=== Begin Enclosure ===

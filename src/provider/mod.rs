//! Provider abstraction
//!
//! A provider is one variant of an upstream catalogue API (for example a specific
//! hifi-api version in front of the Tidal catalogue). The task registry and the
//! supervisor only ever talk to the [`Provider`] trait and look variants up by
//! name in an explicitly owned [`ProviderRegistry`].
//!
//! Several variants may serve the same catalogue. Lookups by catalogue try them
//! in descending [`Provider::priority`] order and return the first success.

pub mod hifi;

use std::collections::HashMap;
use std::future::Future;
use std::sync::Arc;
use std::time::Duration;

use async_trait::async_trait;
use tokio::sync::{mpsc, RwLock};
use tokio::task::JoinSet;
use tokio_util::sync::CancellationToken;
use tracing::debug;

use crate::config::Config;
use crate::error::{Error, Result};
use crate::http::{ByteReader, Fetcher};
use crate::models::{AlbumData, ArtistData, PlaylistData, SearchData, SongData};
use crate::resolver::InstanceResolver;
use crate::types::{DownloadKind, Quality, UserId};

pub use hifi::Hifi;

/// How long a single provider gets to recognise an instance during detection
const DETECT_TIMEOUT: Duration = Duration::from_secs(5);

/// Audio payload returned by [`Provider::download`]
pub struct AudioStream {
    /// Audio bytes, in container order
    pub reader: ByteReader,
    /// File extension without the dot ("flac", "m4a")
    pub extension: String,
}

impl std::fmt::Debug for AudioStream {
    fn fmt(&self, f: &mut std::fmt::Formatter<'_>) -> std::fmt::Result {
        f.debug_struct("AudioStream")
            .field("extension", &self.extension)
            .finish_non_exhaustive()
    }
}

/// Capability set every provider variant implements
///
/// Catalogue operations race the user's registered instances and return
/// normalized records; the wire format of each variant never leaves it.
#[async_trait]
pub trait Provider: Send + Sync {
    /// API name instances are registered under (e.g. "hifi")
    fn name(&self) -> &str;

    /// Upstream catalogue served by this API (e.g. "tidal")
    fn provider(&self) -> &str;

    /// Rank among the variants serving the same catalogue; higher is tried first
    fn priority(&self) -> i32 {
        0
    }

    /// Fetch a single track
    async fn song(&self, cancel: &CancellationToken, user: UserId, id: &str) -> Result<SongData>;

    /// Fetch an album with its track listing
    async fn album(&self, cancel: &CancellationToken, user: UserId, id: &str)
    -> Result<AlbumData>;

    /// Fetch an artist with a de-duplicated discography
    async fn artist(
        &self,
        cancel: &CancellationToken,
        user: UserId,
        id: &str,
    ) -> Result<ArtistData>;

    /// Fetch a playlist with its track listing
    async fn playlist(
        &self,
        _cancel: &CancellationToken,
        _user: UserId,
        _id: &str,
    ) -> Result<PlaylistData> {
        Err(Error::Validation(format!(
            "{} does not support playlists",
            self.name()
        )))
    }

    /// Search the catalogue for songs, albums and artists matching `query`
    async fn search(
        &self,
        _cancel: &CancellationToken,
        _user: UserId,
        _query: &str,
    ) -> Result<SearchData> {
        Err(Error::Validation(format!(
            "{} does not support search",
            self.name()
        )))
    }

    /// Open the audio stream of a track
    ///
    /// Normalized metadata is published on `progress` as soon as it is known,
    /// before any audio byte is transferred.
    async fn download(
        &self,
        cancel: &CancellationToken,
        user: UserId,
        id: &str,
        quality: Quality,
        progress: mpsc::Sender<SongData>,
    ) -> Result<AudioStream>;

    /// Check whether `url` is a live instance of this API
    async fn status(&self, cancel: &CancellationToken, url: &str) -> Result<()>;

    /// Map a public catalogue link to the kind and id it points at
    fn parse_url(&self, url: &str) -> Result<(DownloadKind, String)> {
        Err(Error::Validation(format!(
            "{} cannot resolve links like {}",
            self.name(),
            url
        )))
    }
}

/// Read-only view of the instances a user registered per API
#[async_trait]
pub trait InstanceDirectory: Send + Sync {
    /// Base urls registered by `user` for `api`, in no particular order
    async fn list_instances(&self, user: UserId, api: &str) -> Result<Vec<String>>;
}

/// In-memory instance directory
///
/// Useful for embedding applications that keep instances in their own store, and
/// for tests.
#[derive(Default)]
pub struct StaticDirectory {
    instances: RwLock<HashMap<(UserId, String), Vec<String>>>,
}

impl StaticDirectory {
    /// Create an empty directory
    pub fn new() -> Self {
        Self::default()
    }

    /// Register `url` for `user` under `api`
    pub async fn add(&self, user: UserId, api: &str, url: impl Into<String>) {
        let url = url.into();
        let mut instances = self.instances.write().await;
        let urls = instances.entry((user, api.to_string())).or_default();
        if !urls.contains(&url) {
            urls.push(url);
        }
    }
}

#[async_trait]
impl InstanceDirectory for StaticDirectory {
    async fn list_instances(&self, user: UserId, api: &str) -> Result<Vec<String>> {
        Ok(self
            .instances
            .read()
            .await
            .get(&(user, api.to_string()))
            .cloned()
            .unwrap_or_default())
    }
}

/// Explicitly owned lookup of provider variants by API name
#[derive(Clone, Default)]
pub struct ProviderRegistry {
    providers: HashMap<String, Arc<dyn Provider>>,
}

impl ProviderRegistry {
    /// Create an empty registry
    pub fn new() -> Self {
        Self::default()
    }

    /// Registry holding every built-in provider variant
    ///
    /// All variants share one bounded fetcher, so `max_in_flight_requests` caps
    /// outbound requests across providers.
    pub fn with_defaults(config: &Config, instances: Arc<dyn InstanceDirectory>) -> Result<Self> {
        let fetcher = Fetcher::new(&config.resolver)?;
        let resolver = InstanceResolver::new(fetcher, &config.resolver);

        let mut registry = Self::new();
        registry.register(Arc::new(Hifi::new(resolver, instances, &config.tools)));
        Ok(registry)
    }

    /// Register a provider under its API name, replacing any previous one
    pub fn register(&mut self, provider: Arc<dyn Provider>) {
        self.providers.insert(provider.name().to_string(), provider);
    }

    /// Look up a provider by API name
    ///
    /// # Errors
    /// Returns `Error::Validation` if no provider is registered under `name`
    pub fn get(&self, name: &str) -> Result<Arc<dyn Provider>> {
        self.providers
            .get(name)
            .cloned()
            .ok_or_else(|| Error::Validation(format!("unknown provider '{}'", name)))
    }

    /// Registered API names, sorted
    pub fn names(&self) -> Vec<String> {
        let mut names: Vec<String> = self.providers.keys().cloned().collect();
        names.sort();
        names
    }

    /// Variants serving the `provider` catalogue, highest priority first
    ///
    /// Variants of equal priority are ordered by API name.
    pub fn variants(&self, provider: &str) -> Vec<Arc<dyn Provider>> {
        let mut variants: Vec<Arc<dyn Provider>> = self
            .providers
            .values()
            .filter(|p| p.provider() == provider)
            .cloned()
            .collect();
        variants.sort_by(|a, b| {
            b.priority()
                .cmp(&a.priority())
                .then_with(|| a.name().cmp(b.name()))
        });
        variants
    }

    /// Run `op` against each variant of `provider` in turn until one succeeds
    ///
    /// # Errors
    /// - `Error::Validation` if no variant serves `provider`
    /// - `Error::Cancelled` as soon as `cancel` fires or a variant reports it
    /// - the last variant's error when every variant failed
    pub async fn first_variant<T, F, Fut>(
        &self,
        cancel: &CancellationToken,
        provider: &str,
        mut op: F,
    ) -> Result<T>
    where
        F: FnMut(Arc<dyn Provider>) -> Fut,
        Fut: Future<Output = Result<T>>,
    {
        let variants = self.variants(provider);
        if variants.is_empty() {
            return Err(Error::Validation(format!(
                "no provider serves the '{}' catalogue",
                provider
            )));
        }

        let mut last = None;
        for variant in variants {
            if cancel.is_cancelled() {
                return Err(Error::Cancelled);
            }
            let api = variant.name().to_string();
            match op(variant).await {
                Ok(value) => return Ok(value),
                Err(e) if e.is_cancelled() => return Err(e),
                Err(e) => {
                    debug!(provider, api = %api, error = %e, "variant failed, trying the next one");
                    last = Some(e);
                }
            }
        }
        Err(last.unwrap_or_else(|| Error::Internal("no variant was tried".to_string())))
    }

    /// Fetch a track from the first variant of `provider` that has it
    pub async fn song(
        &self,
        cancel: &CancellationToken,
        user: UserId,
        provider: &str,
        id: &str,
    ) -> Result<SongData> {
        self.first_variant(cancel, provider, |variant| async move {
            variant.song(cancel, user, id).await
        })
        .await
    }

    /// Fetch an album from the first variant of `provider` that has it
    pub async fn album(
        &self,
        cancel: &CancellationToken,
        user: UserId,
        provider: &str,
        id: &str,
    ) -> Result<AlbumData> {
        self.first_variant(cancel, provider, |variant| async move {
            variant.album(cancel, user, id).await
        })
        .await
    }

    /// Fetch an artist from the first variant of `provider` that has it
    pub async fn artist(
        &self,
        cancel: &CancellationToken,
        user: UserId,
        provider: &str,
        id: &str,
    ) -> Result<ArtistData> {
        self.first_variant(cancel, provider, |variant| async move {
            variant.artist(cancel, user, id).await
        })
        .await
    }

    /// Search the `provider` catalogue through the first variant that answers
    pub async fn search(
        &self,
        cancel: &CancellationToken,
        user: UserId,
        provider: &str,
        query: &str,
    ) -> Result<SearchData> {
        self.first_variant(cancel, provider, |variant| async move {
            variant.search(cancel, user, query).await
        })
        .await
    }

    /// Find which registered API an instance url speaks
    ///
    /// Every provider's status check runs concurrently; the first one that
    /// recognises the instance wins and the others are cancelled.
    ///
    /// # Errors
    /// - `Error::Cancelled` if `cancel` fires first
    /// - `Error::NotFound` if no provider recognises the url
    pub async fn detect(&self, cancel: &CancellationToken, url: &str) -> Result<Arc<dyn Provider>> {
        let race = cancel.child_token();
        let mut checks = JoinSet::new();

        for provider in self.providers.values() {
            let provider = provider.clone();
            let token = race.child_token();
            let url = url.to_string();
            checks.spawn(async move {
                let outcome = tokio::select! {
                    biased;
                    _ = token.cancelled() => Err(Error::Cancelled),
                    res = tokio::time::timeout(DETECT_TIMEOUT, provider.status(&token, &url)) => {
                        res.unwrap_or_else(|_| Err(Error::transport(url.as_str(), "status check timed out")))
                    }
                };
                (provider, outcome)
            });
        }

        let result = loop {
            tokio::select! {
                biased;
                _ = cancel.cancelled() => break Err(Error::Cancelled),
                joined = checks.join_next() => match joined {
                    Some(Ok((provider, Ok(())))) => break Ok(provider),
                    Some(Ok((provider, Err(e)))) => {
                        debug!(api = provider.name(), url = %url, error = %e, "instance not recognised");
                    }
                    Some(Err(e)) => debug!(url = %url, error = %e, "status check aborted"),
                    None => break Err(Error::NotFound(format!("no provider recognises {}", url))),
                },
            }
        };

        race.cancel();
        checks.abort_all();
        while checks.join_next().await.is_some() {}

        result
    }
}

impl std::fmt::Debug for ProviderRegistry {
    fn fmt(&self, f: &mut std::fmt::Formatter<'_>) -> std::fmt::Result {
        f.debug_struct("ProviderRegistry")
            .field("providers", &self.names())
            .finish()
    }
}
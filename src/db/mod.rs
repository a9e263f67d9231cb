//! Database layer for music-dl
//!
//! SQLite persistence for the instance directory: the redundant provider
//! endpoints each user registered.
//!
//! ## Submodules
//!
//! Methods on [`Database`] are organized by domain:
//! - [`migrations`]: Database lifecycle, schema migrations
//! - [`instances`]: Instance CRUD and the [`InstanceDirectory`](crate::provider::InstanceDirectory) impl

use sqlx::{FromRow, sqlite::SqlitePool};

mod instances;
mod migrations;

/// New instance to be registered
#[derive(Debug, Clone)]
pub struct NewInstance<'a> {
    /// Owning user
    pub user_id: u64,
    /// Provider API the instance speaks (e.g. "hifi")
    pub api: &'a str,
    /// Upstream catalogue behind the API (e.g. "tidal")
    pub provider: &'a str,
    /// Base url of the instance
    pub url: &'a str,
}

/// Instance record from database
#[derive(Debug, Clone, PartialEq, Eq, FromRow)]
pub struct Instance {
    /// Unique database ID
    pub id: i64,
    /// Owning user
    pub user_id: i64,
    /// Provider API the instance speaks
    pub api: String,
    /// Upstream catalogue behind the API
    pub provider: String,
    /// Base url of the instance
    pub url: String,
    /// Unix timestamp when the instance was registered
    pub created_at: i64,
}

/// Database handle for music-dl
pub struct Database {
    pool: SqlitePool,
}

// unwrap/expect are acceptable in tests for concise failure-on-error assertions
#[allow(clippy::unwrap_used, clippy::expect_used)]
#[cfg(test)]
mod tests;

=== End Enclosure ===

- **WHAT TO DO**: Filter the records for the word "Future" and show every line that has it.

- **ANSWER BOX**:
use std::future::Future;
        Fut: Future<Output = Result<T>>,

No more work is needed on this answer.